WHAT THE TASK ASKS:
Print out the records precisely, keeping each line identical to its source.

(Dataset entries)
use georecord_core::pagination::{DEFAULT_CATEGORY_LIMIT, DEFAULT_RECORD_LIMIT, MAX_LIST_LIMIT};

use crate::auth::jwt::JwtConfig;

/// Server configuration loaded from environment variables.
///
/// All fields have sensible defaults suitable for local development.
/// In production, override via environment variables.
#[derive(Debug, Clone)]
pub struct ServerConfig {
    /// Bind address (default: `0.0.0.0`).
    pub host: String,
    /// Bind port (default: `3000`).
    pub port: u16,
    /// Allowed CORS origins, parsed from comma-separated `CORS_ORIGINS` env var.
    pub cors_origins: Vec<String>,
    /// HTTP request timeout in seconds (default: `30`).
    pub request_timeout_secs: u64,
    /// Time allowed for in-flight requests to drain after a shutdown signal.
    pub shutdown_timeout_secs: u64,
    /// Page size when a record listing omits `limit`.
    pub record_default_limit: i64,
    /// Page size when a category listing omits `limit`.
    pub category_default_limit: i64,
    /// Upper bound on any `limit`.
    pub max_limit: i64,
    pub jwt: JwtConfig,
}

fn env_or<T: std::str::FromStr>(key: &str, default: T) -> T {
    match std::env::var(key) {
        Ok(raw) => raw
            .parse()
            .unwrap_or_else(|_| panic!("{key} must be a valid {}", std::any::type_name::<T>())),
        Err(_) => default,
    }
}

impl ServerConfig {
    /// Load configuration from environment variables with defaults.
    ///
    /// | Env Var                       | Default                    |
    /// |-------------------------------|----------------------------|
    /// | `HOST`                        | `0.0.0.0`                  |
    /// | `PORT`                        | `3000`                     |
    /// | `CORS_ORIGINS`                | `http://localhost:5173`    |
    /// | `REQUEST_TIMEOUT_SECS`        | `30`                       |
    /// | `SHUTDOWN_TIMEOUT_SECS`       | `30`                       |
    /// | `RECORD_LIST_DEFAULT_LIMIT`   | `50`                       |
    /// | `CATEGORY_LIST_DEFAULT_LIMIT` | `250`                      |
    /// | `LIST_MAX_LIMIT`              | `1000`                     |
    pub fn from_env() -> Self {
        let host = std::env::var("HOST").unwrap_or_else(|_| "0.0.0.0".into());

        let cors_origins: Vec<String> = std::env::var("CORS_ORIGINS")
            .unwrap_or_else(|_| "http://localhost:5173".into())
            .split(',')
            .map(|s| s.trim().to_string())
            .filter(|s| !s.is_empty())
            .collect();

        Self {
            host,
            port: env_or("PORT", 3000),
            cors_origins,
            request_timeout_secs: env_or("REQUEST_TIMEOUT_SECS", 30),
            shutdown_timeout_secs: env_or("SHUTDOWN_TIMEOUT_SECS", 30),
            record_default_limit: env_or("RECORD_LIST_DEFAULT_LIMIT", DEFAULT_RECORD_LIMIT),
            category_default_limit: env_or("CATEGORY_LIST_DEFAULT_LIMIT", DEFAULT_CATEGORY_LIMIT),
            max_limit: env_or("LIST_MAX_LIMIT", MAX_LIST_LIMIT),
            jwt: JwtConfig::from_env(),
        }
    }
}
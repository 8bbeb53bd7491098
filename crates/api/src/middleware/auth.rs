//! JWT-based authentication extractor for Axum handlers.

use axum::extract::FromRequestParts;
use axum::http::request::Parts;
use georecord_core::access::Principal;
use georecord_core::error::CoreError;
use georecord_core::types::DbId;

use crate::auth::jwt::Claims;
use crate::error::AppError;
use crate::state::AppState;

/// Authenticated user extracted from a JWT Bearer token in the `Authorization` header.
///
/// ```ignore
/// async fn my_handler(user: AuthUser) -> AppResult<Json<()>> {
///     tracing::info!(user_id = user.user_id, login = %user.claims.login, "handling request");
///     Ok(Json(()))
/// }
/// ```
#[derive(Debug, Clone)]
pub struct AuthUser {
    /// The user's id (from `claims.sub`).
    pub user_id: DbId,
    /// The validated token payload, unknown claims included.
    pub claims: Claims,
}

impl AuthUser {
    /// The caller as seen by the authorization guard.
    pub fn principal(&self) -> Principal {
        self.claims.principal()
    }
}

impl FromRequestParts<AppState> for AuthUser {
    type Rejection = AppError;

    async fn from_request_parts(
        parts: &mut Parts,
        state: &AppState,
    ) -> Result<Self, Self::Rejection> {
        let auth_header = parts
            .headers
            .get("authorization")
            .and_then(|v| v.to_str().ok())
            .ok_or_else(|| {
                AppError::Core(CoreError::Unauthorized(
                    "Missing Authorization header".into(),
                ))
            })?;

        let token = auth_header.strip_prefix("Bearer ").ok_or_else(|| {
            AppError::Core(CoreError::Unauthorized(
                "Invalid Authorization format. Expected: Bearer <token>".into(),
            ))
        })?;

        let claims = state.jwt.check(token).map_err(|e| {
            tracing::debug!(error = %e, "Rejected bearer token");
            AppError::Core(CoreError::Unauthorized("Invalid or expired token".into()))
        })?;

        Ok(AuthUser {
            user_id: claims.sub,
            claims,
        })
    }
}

OUTPUT FOR THIS TASK:
use georecord_core::pagination::{DEFAULT_CATEGORY_LIMIT, DEFAULT_RECORD_LIMIT, MAX_LIST_LIMIT};

use crate::auth::jwt::JwtConfig;

/// Server configuration loaded from environment variables.
///
/// All fields have sensible defaults suitable for local development.
/// In production, override via environment variables.
#[derive(Debug, Clone)]
pub struct ServerConfig {
    /// Bind address (default: `0.0.0.0`).
    pub host: String,
    /// Bind port (default: `3000`).
    pub port: u16,
    /// Allowed CORS origins, parsed from comma-separated `CORS_ORIGINS` env var.
    pub cors_origins: Vec<String>,
    /// HTTP request timeout in seconds (default: `30`).
    pub request_timeout_secs: u64,
    /// Time allowed for in-flight requests to drain after a shutdown signal.
    pub shutdown_timeout_secs: u64,
    /// Page size when a record listing omits `limit`.
    pub record_default_limit: i64,
    /// Page size when a category listing omits `limit`.
    pub category_default_limit: i64,
    /// Upper bound on any `limit`.
    pub max_limit: i64,
    pub jwt: JwtConfig,
}

fn env_or<T: std::str::FromStr>(key: &str, default: T) -> T {
    match std::env::var(key) {
        Ok(raw) => raw
            .parse()
            .unwrap_or_else(|_| panic!("{key} must be a valid {}", std::any::type_name::<T>())),
        Err(_) => default,
    }
}

impl ServerConfig {
    /// Load configuration from environment variables with defaults.
    ///
    /// | Env Var                       | Default                    |
    /// |-------------------------------|----------------------------|
    /// | `HOST`                        | `0.0.0.0`                  |
    /// | `PORT`                        | `3000`                     |
    /// | `CORS_ORIGINS`                | `http://localhost:5173`    |
    /// | `REQUEST_TIMEOUT_SECS`        | `30`                       |
    /// | `SHUTDOWN_TIMEOUT_SECS`       | `30`                       |
    /// | `RECORD_LIST_DEFAULT_LIMIT`   | `50`                       |
    /// | `CATEGORY_LIST_DEFAULT_LIMIT` | `250`                      |
    /// | `LIST_MAX_LIMIT`              | `1000`                     |
    pub fn from_env() -> Self {
        let host = std::env::var("HOST").unwrap_or_else(|_| "0.0.0.0".into());

        let cors_origins: Vec<String> = std::env::var("CORS_ORIGINS")
            .unwrap_or_else(|_| "http://localhost:5173".into())
            .split(',')
            .map(|s| s.trim().to_string())
            .filter(|s| !s.is_empty())
            .collect();

        Self {
            host,
            port: env_or("PORT", 3000),
            cors_origins,
            request_timeout_secs: env_or("REQUEST_TIMEOUT_SECS", 30),
            shutdown_timeout_secs: env_or("SHUTDOWN_TIMEOUT_SECS", 30),
            record_default_limit: env_or("RECORD_LIST_DEFAULT_LIMIT", DEFAULT_RECORD_LIMIT),
            category_default_limit: env_or("CATEGORY_LIST_DEFAULT_LIMIT", DEFAULT_CATEGORY_LIMIT),
            max_limit: env_or("LIST_MAX_LIMIT", MAX_LIST_LIMIT),
            jwt: JwtConfig::from_env(),
        }
    }
}
repository 8bbeb53bd7491098
filename crates/api/src/middleware/auth.rs
//! JWT-based authentication extractor for Axum handlers.

use axum::extract::FromRequestParts;
use axum::http::request::Parts;
use georecord_core::access::Principal;
use georecord_core::error::CoreError;
use georecord_core::types::DbId;

use crate::auth::jwt::Claims;
use crate::error::AppError;
use crate::state::AppState;

/// Authenticated user extracted from a JWT Bearer token in the `Authorization` header.
///
/// ```ignore
/// async fn my_handler(user: AuthUser) -> AppResult<Json<()>> {
///     tracing::info!(user_id = user.user_id, login = %user.claims.login, "handling request");
///     Ok(Json(()))
/// }
/// ```
#[derive(Debug, Clone)]
pub struct AuthUser {
    /// The user's id (from `claims.sub`).
    pub user_id: DbId,
    /// The validated token payload, unknown claims included.
    pub claims: Claims,
}

impl AuthUser {
    /// The caller as seen by the authorization guard.
    pub fn principal(&self) -> Principal {
        self.claims.principal()
    }
}

impl FromRequestParts<AppState> for AuthUser {
    type Rejection = AppError;

    async fn from_request_parts(
        parts: &mut Parts,
        state: &AppState,
    ) -> Result<Self, Self::Rejection> {
        let auth_header = parts
            .headers
            .get("authorization")
            .and_then(|v| v.to_str().ok())
            .ok_or_else(|| {
                AppError::Core(CoreError::Unauthorized(
                    "Missing Authorization header".into(),
                ))
            })?;

        let token = auth_header.strip_prefix("Bearer ").ok_or_else(|| {
            AppError::Core(CoreError::Unauthorized(
                "Invalid Authorization format. Expected: Bearer <token>".into(),
            ))
        })?;

        let claims = state.jwt.check(token).map_err(|e| {
            tracing::debug!(error = %e, "Rejected bearer token");
            AppError::Core(CoreError::Unauthorized("Invalid or expired token".into()))
        })?;

        Ok(AuthUser {
            user_id: claims.sub,
            claims,
        })
    }
}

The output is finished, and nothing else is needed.